I hope the pendulum swings back and countries still engage in global trade but put their own priorities first instead of making themselves vulnerable to the real power players.

We're speaking abstractly but I think this is the gist of recent developments in globalism, what people are starting to grasp after the full destruction of mercantilism in the last half century.

Having little influence and choosing not to use it is not generally preferable to using whatever little influence you have to most local populations acting as local sources of power in pursuit of their own local economic interests.

Concretely, I think you're advocating for a series of deeply sub-optimal locally protectionist local regimes. I'm having a hard time grasping how this is supposed to be better for everyone.

There is no morality in international relations. The international stage is ultimately an anarchy, and it's a dog-eat-dog world. Countries which make decisions based on morality rather than self-interest lose out to countries that focus on results.
So why don't people call it as it? Anything that has to do with foreign politics always sounds like propaganda to me or some weird sense of moral superiority.
Because it works to sway the masses. If you think you should take some action, telling your people that it's moral will help get support for it. If you think some other country shouldn't take some action, telling their people it's immoral will hurt support.
Sounds like there'd be a fair amount of morality in international politics, if democracy were given a chance instead of unilateral action by shady oligarchs with psychopathic ideas about how "it's a dog-eat-dog world".
I object to calling that psychopathic. Acknowledging the nature of reality is never wrong. It would only be psychopathic if you not only acknowledged it, but celebrated it.
"The nature of reality" is that one must act in a certian way? You're confusing the normative with the descriptive.
I'm saying that countries do act this way. I'm also saying that countries which don't tend to lose out to those that do. That's not the same as saying that countries must act this way, it merely explains why they all do.
You're saying that they do act that way but you're also objecting to calling leaders who act that way psychopathic. Choosing to do what is necessary for the continued victory of one's country even to the extent of assisting genocide is psychopathic. Good people, even if they "recognize the nature of reality" should allow themselves to be defeated rather than assist in genocide.
No, I object to calling the idea that countries act this way psychopathic.

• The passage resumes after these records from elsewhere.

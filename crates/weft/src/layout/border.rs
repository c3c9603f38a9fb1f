use geom::{Expanse, Rect};

use super::{Anchor, Constraint, Layout, Position, assign, desired_size};
use crate::canvas::Canvas;

/// Which edge of the container a child is docked to.
#[derive(Debug, Clone, Copy, PartialEq, Eq)]
enum Region {
    North,
    South,
    West,
    East,
    Center,
}

/// Docks children to the container's edges, with the remainder going to the
/// center. The region comes from the child's position constraint: `Top` and
/// `Bottom` anchors dock north and south at preferred height, `Left` and
/// `Right` dock west and east at preferred width, and everything else
/// (including unconstrained children) fills the center.
///
/// North and south claim the full container width; west and east claim the
/// band left between them. Several children docked to the same edge stack
/// inward in child order.
pub struct BorderLayout;

fn region(child: &dyn Canvas) -> Region {
    match child.constraint() {
        Some(Constraint::Position(Position::Anchor(a))) => match a {
            Anchor::Top => Region::North,
            Anchor::Bottom => Region::South,
            Anchor::Left => Region::West,
            Anchor::Right => Region::East,
            _ => Region::Center,
        },
        _ => Region::Center,
    }
}

impl Layout for BorderLayout {
    fn layout_children(&mut self, area: Expanse, children: &mut [Box<dyn Canvas>]) {
        let mut top = 0u32;
        let mut bottom = area.h;
        let mut left = 0u32;
        let mut right = area.w;

        for child in children.iter_mut() {
            if !child.visible() {
                continue;
            }
            match region(child.as_ref()) {
                Region::North => {
                    let h = desired_size(child.as_ref()).h.min(bottom - top);
                    assign(child.as_mut(), Rect::new(0, top, area.w, h));
                    top += h;
                }
                Region::South => {
                    let h = desired_size(child.as_ref()).h.min(bottom - top);
                    assign(child.as_mut(), Rect::new(0, bottom - h, area.w, h));
                    bottom -= h;
                }
                _ => {}
            }
        }
        for child in children.iter_mut() {
            if !child.visible() {
                continue;
            }
            match region(child.as_ref()) {
                Region::West => {
                    let w = desired_size(child.as_ref()).w.min(right - left);
                    assign(child.as_mut(), Rect::new(left, top, w, bottom - top));
                    left += w;
                }
                Region::East => {
                    let w = desired_size(child.as_ref()).w.min(right - left);
                    assign(child.as_mut(), Rect::new(right - w, top, w, bottom - top));
                    right -= w;
                }
                _ => {}
            }
        }
        let center = Rect::new(left, top, right - left, bottom - top);
        for child in children.iter_mut() {
            if child.visible() && region(child.as_ref()) == Region::Center {
                assign(child.as_mut(), center);
            }
        }
    }

    fn preferred_size(&self, _area: Expanse, children: &[Box<dyn Canvas>]) -> Expanse {
        // Horizontal bands stack in height, side bands add to the middle
        // row's width.
        let mut band_h = 0u32;
        let mut band_w = 0u32;
        let mut side_w = 0u32;
        let mut mid_h = 0u32;
        let mut center = Expanse::new(0, 0);
        for child in children.iter().filter(|c| c.visible()) {
            let sz = desired_size(child.as_ref());
            match region(child.as_ref()) {
                Region::North | Region::South => {
                    band_h += sz.h;
                    band_w = band_w.max(sz.w);
                }
                Region::West | Region::East => {
                    side_w += sz.w;
                    mid_h = mid_h.max(sz.h);
                }
                Region::Center => {
                    center.w = center.w.max(sz.w);
                    center.h = center.h.max(sz.h);
                }
            }
        }
        Expanse::new(
            band_w.max(side_w + center.w),
            band_h + mid_h.max(center.h),
        )
    }
}

#[cfg(test)]
mod tests {
    use super::super::tests::Block;
    use super::*;
    use geom::Point;

    fn docked(w: u32, h: u32, a: Anchor) -> Box<dyn Canvas> {
        let mut b = Block::sized(w, h);
        b.set_constraint(Some(Constraint::Position(Position::Anchor(a))));
        b
    }

    #[test]
    fn edges_and_center() {
        let mut children = vec![
            docked(0, 2, Anchor::Top),
            docked(0, 1, Anchor::Bottom),
            docked(5, 0, Anchor::Left),
            Block::sized(0, 0),
        ];
        BorderLayout.layout_children(Expanse::new(20, 10), &mut children);
        assert_eq!(children[0].rect(), Rect::new(0, 0, 20, 2));
        assert_eq!(children[1].rect(), Rect::new(0, 9, 20, 1));
        assert_eq!(children[2].rect(), Rect::new(0, 2, 5, 7));
        assert_eq!(children[3].rect(), Rect::new(5, 2, 15, 7));
    }

    #[test]
    fn same_edge_stacks_inward() {
        let mut children = vec![docked(0, 2, Anchor::Top), docked(0, 3, Anchor::Top)];
        BorderLayout.layout_children(Expanse::new(10, 10), &mut children);
        assert_eq!(children[0].rect().tl, Point::new(0, 0));
        assert_eq!(children[1].rect().tl, Point::new(0, 2));
    }

    #[test]
    fn edges_never_overrun_container() {
        let mut children = vec![docked(0, 8, Anchor::Top), docked(0, 8, Anchor::Bottom)];
        BorderLayout.layout_children(Expanse::new(10, 10), &mut children);
        assert_eq!(children[0].rect().h, 8);
        assert_eq!(children[1].rect().h, 2);
    }

    #[test]
    fn preferred_sums_bands() {
        let children = vec![
            docked(4, 2, Anchor::Top),
            docked(3, 5, Anchor::Left),
            {
                let mut b = Block::sized(6, 4);
                b.set_constraint(Some(Constraint::Position(Position::Anchor(Anchor::Center))));
                b
            },
        ];
        let pref = BorderLayout.preferred_size(Expanse::new(0, 0), &children);
        assert_eq!(pref, Expanse::new(9, 7));
    }
}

Call the leaders whatever names you want, I'm not fond of any of them. But I saw that "psychopathic ideas" business as being aimed straight at me, not merely the people involved in international relations.

Ok. I interpreted the remark differently but I think both interpretations are credible.
I'm sorry, I did not intend a personal slight. I understand that world leaders really do think like this, and I even think I somewhat understand why; I just think it's not an acceptable state of affairs because it's a horrible way to relate to the rest of the world, and what's worse it doesn't even match up to how the actual citizens of those countries feel. I would love to think that if we asked regular people their opinion more instead of isolating our leaders in ivory towers away from normal daily life and feeding them scary realpolitik stories, we'd have a higher-trust global society, but (as you say) possibly this only works if everyone does it...
I feel like that might not be true. Morality is relative and by extension the democracy it embodies.
This view seems utterly at odds with what I've read of history. The individuals making the decisions about the actions of states take action for moral reasons all the time. Look at, I don't know, all the wars the UK got into in the 19th century through trying to stop the slave trade, half the decision making of the powers getting into World War I, the US's conspicuous failure to annex the territory it captured in WWII or countless other things. I certainly wouldn't say that any country is entirely selfless, that doesn't happen either. And there's a wide range of how different factors affect a country's balance between the two. But even Nazi Germany and Japan did things for racist, anti-communist, and (in Japan's case) anti-colonialist things at times that weren't in the interest of furthering the power of their states.
The US's good treatment of conquered territories following WWII set it up for the global hegemony it enjoys to this day. The Nazis and Japanese lost the war in a devastating fashion in part because they behaved so stupidly due to their ideology. I'm not too familiar with the UK's fight against slavery, but I'd wager that their enemies were the ones who suffered the most from shutting down the slave trade.
Thats how I would expect it to happen to, but then I live in a tiny country in Scandinavia which would have no chance at all of defending itself if didn't have an alliance with the US. An alliance the US gets almost nothing out of.

The US is committed to defending Taiwan as if it was its native soil, despite it being basically on the other side of the planet and posing no significant strategic benefit. The US has such treaties with a ton of countries (http://www.state.gov/s/l/treaty/collectivedefense/).

Despite this the US "wins" the international relations game completely (if we go with the KvK definition that war is politics by other means and its aim is to enforce its will on somebody else).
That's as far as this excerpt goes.